The difference Between Metrics and KPIs: Do you want to evaluate the performance of your business? If so, it is essential to know the difference between KPIs and metrics: we know that KPIs are indicators, but are all indicators “KPIs”?
Difference Between Metrics and KPIs
Metrics are measurements that are not important to the business, while KPIs are indicators that are of interest to us so that we can check our performance and evaluate trends to see if our actions are right or wrong.
A Key Performance Indicator (KPI) is an indicator to show how we are progressing on a particular process or product and whether we are actually achieving our objectives.
Using these two terms interchangeably can be unhelpful in the design of your digital marketing strategy and confusing in the world of digital analytics. So in this article, we will delve into the main differences, the different types of KPIs and indicators, and how they can help you in your marketing plan.
What are KPIs?
Before we get into the solution, you need to know the correct way to name these values.
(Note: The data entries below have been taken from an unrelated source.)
// =============================================================================
// Upstream Futures API Client
// =============================================================================
//
// Plain HTTP GET returning a JSON document. The request carries a bounded
// timeout so a hung upstream can never stall the scheduler past one cycle.
// =============================================================================

use std::time::Duration;

use anyhow::{Context, Result};
use async_trait::async_trait;
use serde_json::Value;
use tracing::debug;

/// Anything that can produce an upstream response body.
#[async_trait]
pub trait RecordSource: Send + Sync {
    /// Fetch the raw JSON body of the upstream response.
    async fn fetch(&self) -> Result<Value>;
}

/// reqwest-backed source pointed at a fixed URL.
#[derive(Clone)]
pub struct UpstreamClient {
    url: String,
    client: reqwest::Client,
}

impl UpstreamClient {
    pub fn new(url: impl Into<String>, timeout: Duration) -> Self {
        Self {
            url: url.into(),
            client: reqwest::Client::builder()
                .timeout(timeout)
                .build()
                .expect("failed to build reqwest client for UpstreamClient"),
        }
    }

    pub fn url(&self) -> &str {
        &self.url
    }
}

#[async_trait]
impl RecordSource for UpstreamClient {
    async fn fetch(&self) -> Result<Value> {
        let resp = self
            .client
            .get(&self.url)
            .send()
            .await
            .with_context(|| format!("GET {}", self.url))?;

        let status = resp.status();
        let text = resp
            .text()
            .await
            .context("failed to read upstream response body")?;

        if !status.is_success() {
            anyhow::bail!("upstream returned {}: {}", status, truncate(&text, 200));
        }

        let body: Value =
            serde_json::from_str(&text).context("failed to parse upstream response as JSON")?;

        debug!(url = %self.url, bytes = text.len(), "upstream response received");
        Ok(body)
    }
}

fn truncate(s: &str, max: usize) -> &str {
    match s.char_indices().nth(max) {
        Some((idx, _)) => &s[..idx],
        None => s,
    }
}

// =============================================================================
// Test source
// =============================================================================

#[cfg(test)]
pub use stub::StubSource;

#[cfg(test)]
mod stub {
    use std::sync::atomic::{AtomicUsize, Ordering};

    use parking_lot::Mutex;

    use super::*;

    /// In-memory source returning a settable body, or an error when unset.
    pub struct StubSource {
        body: Mutex<Option<Value>>,
        calls: AtomicUsize,
    }

    impl StubSource {
        pub fn returning(body: Value) -> Self {
            Self {
                body: Mutex::new(Some(body)),
                calls: AtomicUsize::new(0),
            }
        }

        pub fn failing() -> Self {
            Self {
                body: Mutex::new(None),
                calls: AtomicUsize::new(0),
            }
        }

        pub fn set_body(&self, body: Option<Value>) {
            *self.body.lock() = body;
        }

        pub fn calls(&self) -> usize {
            self.calls.load(Ordering::SeqCst)
        }
    }

    #[async_trait]
    impl RecordSource for StubSource {
        async fn fetch(&self) -> Result<Value> {
            self.calls.fetch_add(1, Ordering::SeqCst);
            self.body
                .lock()
                .clone()
                .context("stub upstream unreachable")
        }
    }
}

// =============================================================================
// Tests
// =============================================================================

#[cfg(test)]
mod tests {
    use super::*;
    use axum::{http::StatusCode, routing::get, Router};
    use serde_json::json;

    /// Serve `app` on an ephemeral loopback port and return its base URL.
    async fn spawn(app: Router) -> String {
        let listener = tokio::net::TcpListener::bind("127.0.0.1:0").await.unwrap();
        let addr = listener.local_addr().unwrap();
        tokio::spawn(async move {
            axum::serve(listener, app).await.unwrap();
        });
        format!("http://{addr}")
    }

    #[tokio::test]
    async fn fetch_returns_json_body() {
        let app = Router::new().route(
            "/api/futures",
            get(|| async {
                axum::Json(json!({
                    "resultData": [{ "expiry_date": "2024-06-27", "ltp": "81000.5" }]
                }))
            }),
        );
        let base = spawn(app).await;
        let client = UpstreamClient::new(
            format!("{base}/api/futures?symbol=sensex"),
            Duration::from_secs(5),
        );

        let body = client.fetch().await.unwrap();
        assert_eq!(body["resultData"][0]["ltp"], "81000.5");
    }

    #[tokio::test]
    async fn non_success_status_is_an_error() {
        let app = Router::new().route(
            "/api/futures",
            get(|| async { (StatusCode::BAD_GATEWAY, "upstream down") }),
        );
        let base = spawn(app).await;
        let client = UpstreamClient::new(format!("{base}/api/futures"), Duration::from_secs(5));

        let err = client.fetch().await.unwrap_err();
        assert!(format!("{err:#}").contains("502"));
    }

    #[tokio::test]
    async fn malformed_json_is_an_error() {
        let app = Router::new().route("/api/futures", get(|| async { "not json" }));
        let base = spawn(app).await;
        let client = UpstreamClient::new(format!("{base}/api/futures"), Duration::from_secs(5));

        let err = client.fetch().await.unwrap_err();
        assert!(format!("{err:#}").contains("JSON"));
    }

    #[tokio::test]
    async fn slow_upstream_times_out() {
        let app = Router::new().route(
            "/api/futures",
            get(|| async {
                tokio::time::sleep(Duration::from_secs(5)).await;
                "{}"
            }),
        );
        let base = spawn(app).await;
        let client =
            UpstreamClient::new(format!("{base}/api/futures"), Duration::from_millis(100));

        assert!(client.fetch().await.is_err());
    }

    #[test]
    fn truncate_respects_char_boundaries() {
        assert_eq!(truncate("abcdef", 3), "abc");
        assert_eq!(truncate("ab", 3), "ab");
        assert_eq!(truncate("₹₹₹₹", 2), "₹₹");
    }
}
Some websites incorrectly use the plural “KPI” to make KPIs easier to search on Google, but this is incorrect because there is no plural in English (the plural of SEO and CEO are incorrect as well, and SEO’s, or CEO’s, and (The plural of SEO and the plural of CEO are also incorrect and should be SEO’s or CEO’s.)
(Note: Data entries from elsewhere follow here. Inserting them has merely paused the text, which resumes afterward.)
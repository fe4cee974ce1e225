// Junos REST RPC transport

mod channel;
mod client;
pub mod reply;

pub use channel::RestConnector;
pub use client::RestClient;
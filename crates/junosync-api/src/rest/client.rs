// REST RPC client
//
// Wraps `reqwest::Client` with device URL construction, basic auth and
// reply decoding. The `CommandChannel` implementation lives in `channel.rs`
// next door so this module stays focused on transport mechanics.

use std::sync::Mutex;
use std::sync::atomic::{AtomicBool, Ordering};
use std::time::Duration;

use tracing::{debug, trace};
use url::Url;

use crate::auth::{ApiFlavor, Credentials};
use crate::error::Error;
use crate::rest::reply::{self, Severity};
use crate::transport::TransportConfig;

/// A decoded RPC reply with no error-severity diagnostics.
#[derive(Debug, Clone)]
pub(crate) struct Reply {
    pub body: String,
    pub warnings: Vec<String>,
}

/// Raw HTTP client for the on-box REST RPC service.
///
/// Every request is an independent management session on the device, so
/// the client tracks staged directives and the lock flag itself and
/// replays them inside a single multi-RPC request at validate/commit time.
pub struct RestClient {
    http: reqwest::Client,
    base_url: Url,
    credentials: Credentials,
    flavor: ApiFlavor,
    timeout: Duration,
    pub(crate) staged: Mutex<Vec<String>>,
    pub(crate) locked: AtomicBool,
    closed: AtomicBool,
}

impl RestClient {
    /// Create a new client from a `TransportConfig`.
    ///
    /// `base_url` is the device root, e.g. `https://fw1.example.net:3443`.
    pub fn new(
        base_url: Url,
        credentials: Credentials,
        transport: &TransportConfig,
    ) -> Result<Self, Error> {
        let http = transport.build_client()?;
        Ok(Self::with_client(http, base_url, credentials, transport.timeout))
    }

    /// Create a client with a pre-built `reqwest::Client`.
    pub fn with_client(
        http: reqwest::Client,
        base_url: Url,
        credentials: Credentials,
        timeout: Duration,
    ) -> Self {
        Self {
            http,
            base_url,
            credentials,
            flavor: ApiFlavor::default(),
            timeout,
            staged: Mutex::new(Vec::new()),
            locked: AtomicBool::new(false),
            closed: AtomicBool::new(false),
        }
    }

    /// Select the URL layout of the management API.
    pub fn with_flavor(mut self, flavor: ApiFlavor) -> Self {
        self.flavor = flavor;
        self
    }

    /// The device base URL.
    pub fn base_url(&self) -> &Url {
        &self.base_url
    }

    pub(crate) fn mark_closed(&self) {
        self.closed.store(true, Ordering::SeqCst);
    }

    // ── URL builders ─────────────────────────────────────────────────

    /// `{base}/rpc?stop-on-error=1`
    pub(crate) fn rpc_url(&self) -> Result<Url, Error> {
        let mut url = self.base_url.join(self.flavor.rpc_path())?;
        url.set_query(Some("stop-on-error=1"));
        Ok(url)
    }

    // ── Request helpers ──────────────────────────────────────────────

    /// POST one or more RPC elements and return the raw reply body.
    ///
    /// Only transport and HTTP failures are errors here; `<rpc-error>`
    /// entries are left in the body.
    pub(crate) async fn post_raw(&self, rpc: &str, body: String) -> Result<String, Error> {
        if self.closed.load(Ordering::SeqCst) {
            return Err(Error::SessionClosed);
        }

        let url = self.rpc_url()?;
        debug!(rpc, "POST {}", url);
        trace!(body = %body, "rpc request");

        let builder = self
            .http
            .post(url)
            .header(reqwest::header::CONTENT_TYPE, "application/xml")
            .header(reqwest::header::ACCEPT, "application/xml")
            .body(body);
        let resp = self
            .credentials
            .apply(builder)
            .send()
            .await
            .map_err(|e| self.map_transport(e))?;

        let status = resp.status();
        if status == reqwest::StatusCode::UNAUTHORIZED {
            return Err(Error::Authentication {
                message: "device rejected credentials (HTTP 401)".into(),
            });
        }

        let text = resp.text().await.map_err(|e| self.map_transport(e))?;
        trace!(status = %status, body = %text, "rpc reply");

        if !status.is_success() {
            if let Some(message) = first_error(&text) {
                return Err(Error::Rpc {
                    rpc: rpc.to_owned(),
                    message,
                });
            }
            return Err(Error::Http {
                status: status.as_u16(),
                message: preview(&text),
            });
        }

        Ok(text)
    }

    /// POST and fail on any error-severity diagnostic, collecting warnings.
    pub(crate) async fn call(&self, rpc: &str, body: String) -> Result<Reply, Error> {
        let body = self.post_raw(rpc, body).await?;
        let mut errors = Vec::new();
        let mut warnings = Vec::new();
        for diag in reply::diagnostics(&body)? {
            match diag.severity {
                Severity::Error => errors.push(diag.message),
                Severity::Warning => warnings.push(diag.message),
            }
        }
        if !errors.is_empty() {
            return Err(Error::Rpc {
                rpc: rpc.to_owned(),
                message: errors.join("; "),
            });
        }
        for warning in &warnings {
            debug!(rpc, warning = %warning, "rpc warning");
        }
        Ok(Reply { body, warnings })
    }

    fn map_transport(&self, err: reqwest::Error) -> Error {
        if err.is_timeout() {
            Error::Timeout {
                timeout_secs: self.timeout.as_secs(),
            }
        } else {
            Error::Transport(err)
        }
    }
}

fn first_error(body: &str) -> Option<String> {
    reply::diagnostics(body)
        .unwrap_or_default()
        .into_iter()
        .find(|d| d.severity == Severity::Error)
        .map(|d| d.message)
}

fn preview(body: &str) -> String {
    body.chars().take(200).collect()
}
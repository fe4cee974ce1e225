#![allow(clippy::unwrap_used)]

// Device operations over the REST transport against a scripted device.

use std::sync::Mutex;
use std::time::Duration;

use junosync_core::{AuthCredentials, Device, DeviceConfig, SecurityZone};
use pretty_assertions::assert_eq;
use secrecy::SecretString;
use url::Url;
use wiremock::matchers::{method, path};
use wiremock::{Mock, MockServer, Request, Respond, ResponseTemplate};

const FACTS: &str = "<software-information><host-name>fw1</host-name><product-model>srx345</product-model><junos-version>23.4R1.9</junos-version></software-information>";
const OK: &str = "<rpc-reply><ok/></rpc-reply>";

/// Answers facts, remembers committed zones and shows them back.
#[derive(Default)]
struct Firewall {
    zones: Mutex<Vec<String>>,
}

impl Respond for Firewall {
    fn respond(&self, request: &Request) -> ResponseTemplate {
        let body = String::from_utf8_lossy(&request.body);
        let reply = if body.contains("<get-software-information/>") {
            FACTS.to_owned()
        } else if body.contains("<commit-configuration/>") {
            if let Some(zone) = zone_named(&body) {
                self.zones.lock().unwrap().push(zone);
            }
            OK.to_owned()
        } else if body.contains("<command") {
            match zone_named(&body) {
                Some(zone) if self.zones.lock().unwrap().contains(&zone) => format!(
                    "<rpc-reply><configuration-output>\nset description {zone}\n</configuration-output></rpc-reply>"
                ),
                _ => OK.to_owned(),
            }
        } else {
            OK.to_owned()
        };
        ResponseTemplate::new(200).set_body_string(reply)
    }
}

fn zone_named(body: &str) -> Option<String> {
    let rest = body.split("security-zone ").nth(1)?;
    rest.split(|c: char| c.is_whitespace() || c == '<')
        .next()
        .filter(|name| !name.is_empty())
        .map(str::to_owned)
}

async fn setup() -> (MockServer, Device) {
    let server = MockServer::start().await;
    Mock::given(method("POST"))
        .and(path("/rpc"))
        .respond_with(Firewall::default())
        .mount(&server)
        .await;

    let mut config = DeviceConfig::new(
        Url::parse(&server.uri()).unwrap(),
        AuthCredentials {
            username: "netops".into(),
            password: SecretString::from("s3cret".to_owned()),
        },
    );
    config.command_delay = Duration::ZERO;
    config.timeout = Duration::from_secs(5);
    (server, Device::new(config))
}

fn zone(name: &str) -> SecurityZone {
    let mut zone = SecurityZone::new(name);
    zone.description = name.into();
    zone
}

#[tokio::test]
async fn create_round_trips_over_rest() {
    let (_server, device) = setup().await;
    let created = device.create(&zone("dmz")).await.unwrap();
    assert_eq!(created, zone("dmz"));
    assert!(device.exists::<SecurityZone>(&"dmz".to_owned()).await.unwrap());
}

#[tokio::test]
async fn transactions_on_one_device_never_overlap() {
    let (server, a) = setup().await;
    let b = a.clone();
    let left_zone = zone("left");
    let right_zone = zone("right");
    let (left, right) = tokio::join!(a.create(&left_zone), b.create(&right_zone));
    assert_eq!(left.unwrap(), left_zone);
    assert_eq!(right.unwrap(), right_zone);

    // The lock step only checks availability, so the order of lock checks
    // and commits is what shows the two writes did not interleave.
    let steps: Vec<&str> = server
        .received_requests()
        .await
        .unwrap()
        .iter()
        .filter_map(|request| {
            let body = String::from_utf8_lossy(&request.body);
            if body.contains("<lock-configuration/><unlock-configuration/>") {
                Some("lock")
            } else if body.contains("<commit-configuration/>") {
                Some("commit")
            } else {
                None
            }
        })
        .collect();
    assert_eq!(steps, vec!["lock", "commit", "lock", "commit"]);
}
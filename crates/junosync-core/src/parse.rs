// ── State parser plumbing ──
//
// A `display set relative` dump is a flat list of `set <path>` lines. Each
// resource kind owns a `LineTable`: an ordered list of (prefix, action)
// pairs matched longest-first on whole tokens. The table is plain data, so
// it can be exercised without a device.

use junosync_api::channel::{CONFIG_OUTPUT_END, CONFIG_OUTPUT_START, EMPTY_OUTPUT};
use tracing::trace;

use crate::error::CoreError;

/// Reason a single line could not be applied to a description.
#[derive(Debug, Clone, PartialEq, Eq)]
pub struct LineError(pub String);

impl LineError {
    pub fn new(reason: impl Into<String>) -> Self {
        Self(reason.into())
    }
}

pub type Handler<T> = fn(&mut T, &str) -> Result<(), LineError>;

/// What to do with a line whose path starts with a table prefix.
pub enum Action<T> {
    /// Feed the remainder of the line to a handler.
    Apply(Handler<T>),
    /// Recognized but belongs to something else.
    Skip,
}

pub struct LineTable<T> {
    entries: Vec<(&'static str, Action<T>)>,
}

impl<T> LineTable<T> {
    /// Build a table; entries are reordered longest prefix first.
    pub fn new(mut entries: Vec<(&'static str, Action<T>)>) -> Self {
        entries.sort_by(|a, b| b.0.len().cmp(&a.0.len()));
        Self { entries }
    }

    /// Dispatch one path (verb already stripped). Returns `false` when no
    /// prefix matched.
    pub fn dispatch(&self, target: &mut T, path: &str) -> Result<bool, LineError> {
        for (prefix, action) in &self.entries {
            if let Some(rest) = strip_token_prefix(path, prefix) {
                if let Action::Apply(handler) = action {
                    handler(target, rest)?;
                }
                return Ok(true);
            }
        }
        Ok(false)
    }

    pub fn prefixes(&self) -> impl Iterator<Item = &'static str> + '_ {
        self.entries.iter().map(|(p, _)| *p)
    }
}

/// `path` minus `prefix`, if `prefix` ends on a token boundary of `path`.
pub fn strip_token_prefix<'a>(path: &'a str, prefix: &str) -> Option<&'a str> {
    if path == prefix {
        return Some("");
    }
    path.strip_prefix(prefix)?.strip_prefix(' ')
}

/// Payload lines of a dump, or `None` when nothing is configured.
///
/// Framing markers and blank lines are dropped.
pub fn strip_envelope(dump: &str) -> Option<Vec<&str>> {
    if dump.trim() == EMPTY_OUTPUT {
        return None;
    }
    let lines: Vec<&str> = dump
        .lines()
        .map(str::trim)
        .filter(|l| !l.is_empty() && *l != CONFIG_OUTPUT_START && *l != CONFIG_OUTPUT_END)
        .collect();
    if lines.is_empty() { None } else { Some(lines) }
}

/// Run every `set` line of a dump through `table`.
///
/// Returns `false` when the dump denotes an unconfigured scope.
pub fn parse_dump<T>(
    resource: &str,
    dump: &str,
    table: &LineTable<T>,
    target: &mut T,
) -> Result<bool, CoreError> {
    let Some(lines) = strip_envelope(dump) else {
        return Ok(false);
    };
    for line in lines {
        let Some(path) = line.strip_prefix("set ") else {
            continue;
        };
        match table.dispatch(target, path) {
            Ok(true) => trace!(resource, line, "parsed"),
            Ok(false) => trace!(resource, line, "skipping unrecognized line"),
            Err(LineError(reason)) => {
                return Err(CoreError::MalformedDeviceOutput {
                    resource: resource.to_owned(),
                    line: line.to_owned(),
                    reason,
                });
            }
        }
    }
    Ok(true)
}

// ── Value helpers ────────────────────────────────────────────────────

/// Strict integer conversion of a leaf value.
pub fn parse_int<N: std::str::FromStr>(value: &str) -> Result<N, LineError> {
    let value = value.trim();
    value
        .parse()
        .map_err(|_| LineError::new(format!("expected an integer, got {value:?}")))
}

/// Undo the device's quoting of a leaf value.
pub fn unquote(value: &str) -> String {
    let value = value.trim();
    match value.strip_prefix('"').and_then(|v| v.strip_suffix('"')) {
        Some(inner) => inner.replace("\\\"", "\"").replace("\\\\", "\\"),
        None => value.to_owned(),
    }
}

/// First token (quoted tokens kept whole, unquoted) and the remainder.
pub fn split_first(rest: &str) -> (String, &str) {
    let rest = rest.trim_start();
    if rest.starts_with('"') {
        let mut escaped = false;
        for (idx, c) in rest.char_indices().skip(1) {
            match c {
                '\\' if !escaped => escaped = true,
                '"' if !escaped => {
                    let (token, tail) = rest.split_at(idx + 1);
                    return (unquote(token), tail.trim_start());
                }
                _ => escaped = false,
            }
        }
        return (unquote(rest), "");
    }
    match rest.split_once(' ') {
        Some((token, tail)) => (token.to_owned(), tail.trim_start()),
        None => (rest.to_owned(), ""),
    }
}

/// Index of the element matching `matches`, appending `make()` if none does.
pub fn find_or_push<T>(
    items: &mut Vec<T>,
    matches: impl Fn(&T) -> bool,
    make: impl FnOnce() -> T,
) -> &mut T {
    let idx = match items.iter().position(matches) {
        Some(idx) => idx,
        None => {
            items.push(make());
            items.len() - 1
        }
    };
    &mut items[idx]
}

/// Append `value` unless already present.
pub fn push_unique(items: &mut Vec<String>, value: String) {
    if !items.contains(&value) {
        items.push(value);
    }
}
) It is important to use and be aware of the correct plural forms of English acronyms. For this reason, we will refer to them as KPIs in this article. With this in mind, let’s know what this number consists of.
What are the necessary conditions for a KPI?
Not as a KPI, because as stand-alone data, it is not a relevant indicator for our strategy. Other KPIs, such as revenue earned by the company, are quantified in euros or dollars, for example.
- To be useful, a KPI must “inform” > “control” > “evaluate” > “help”, and to do so, it must have the following qualities (SMART).
- Measurable, quantifiable: Since data is the value being provided, it must be measurable, or quantified, through the unit. Some are measured as a percentage for example.
- Concrete: What is measured must be specific, determined, and provide value. Vanity indicators that produce numbers without concrete results are meaningless. As an example of this, the number of “likes” for a publication number can be considered as an indicator.
- Time horizon: it should be quantifiable so that it can be compared on a weekly, monthly, quarterly, semi-annual, or yearly basis.
- Verifiable: it must be demonstrable, i.e., intrinsically related to our company and provide relevant data and its improvement or deterioration with other periods can be evaluated.
Which is the number of visitors who access a page and leave without navigating to another page or touching the content. Now that we know how to identify them, what are the advantages of using KPIs?
Benefits of using KPIs.
Being able to make decisions based on KPIs also allows you to make more accurate judgments, which reduces risk when implementing strategies.
- They show us if we are on the right track in terms of strategy, i.e..
- Quick and accurate decisions KPIs can show you the current state of the company.
- You can take a long-term view.
- You can stand out from your competitors.
Now that we have looked at the benefits of implementing KPIs in your strategy, let’s move on to the metrics. Allowing you to take quick action if something needs to be corrected or to take advantage of an opportunity.
What is a metric?
A metric is anything that can be measured, but does not have to be 100% related to the strategy.
They can be derived from one or several measurements. An example of an indicator is CAC (customer acquisition cost). This shows how much it cost to acquire a customer and consists of two indicators: total acquisition cost/number of customers.
Another example is the virality coefficient, which indicates how many new customers a single customer generates. It is interesting to know this indicator, especially in economic business.
Finally, this indicator cannot be considered as a KPI because it is not related to strategy.
Because if this indicator is positive, it can help to reduce the cost of acquiring new customers (CAC) and reach new audiences through other channels.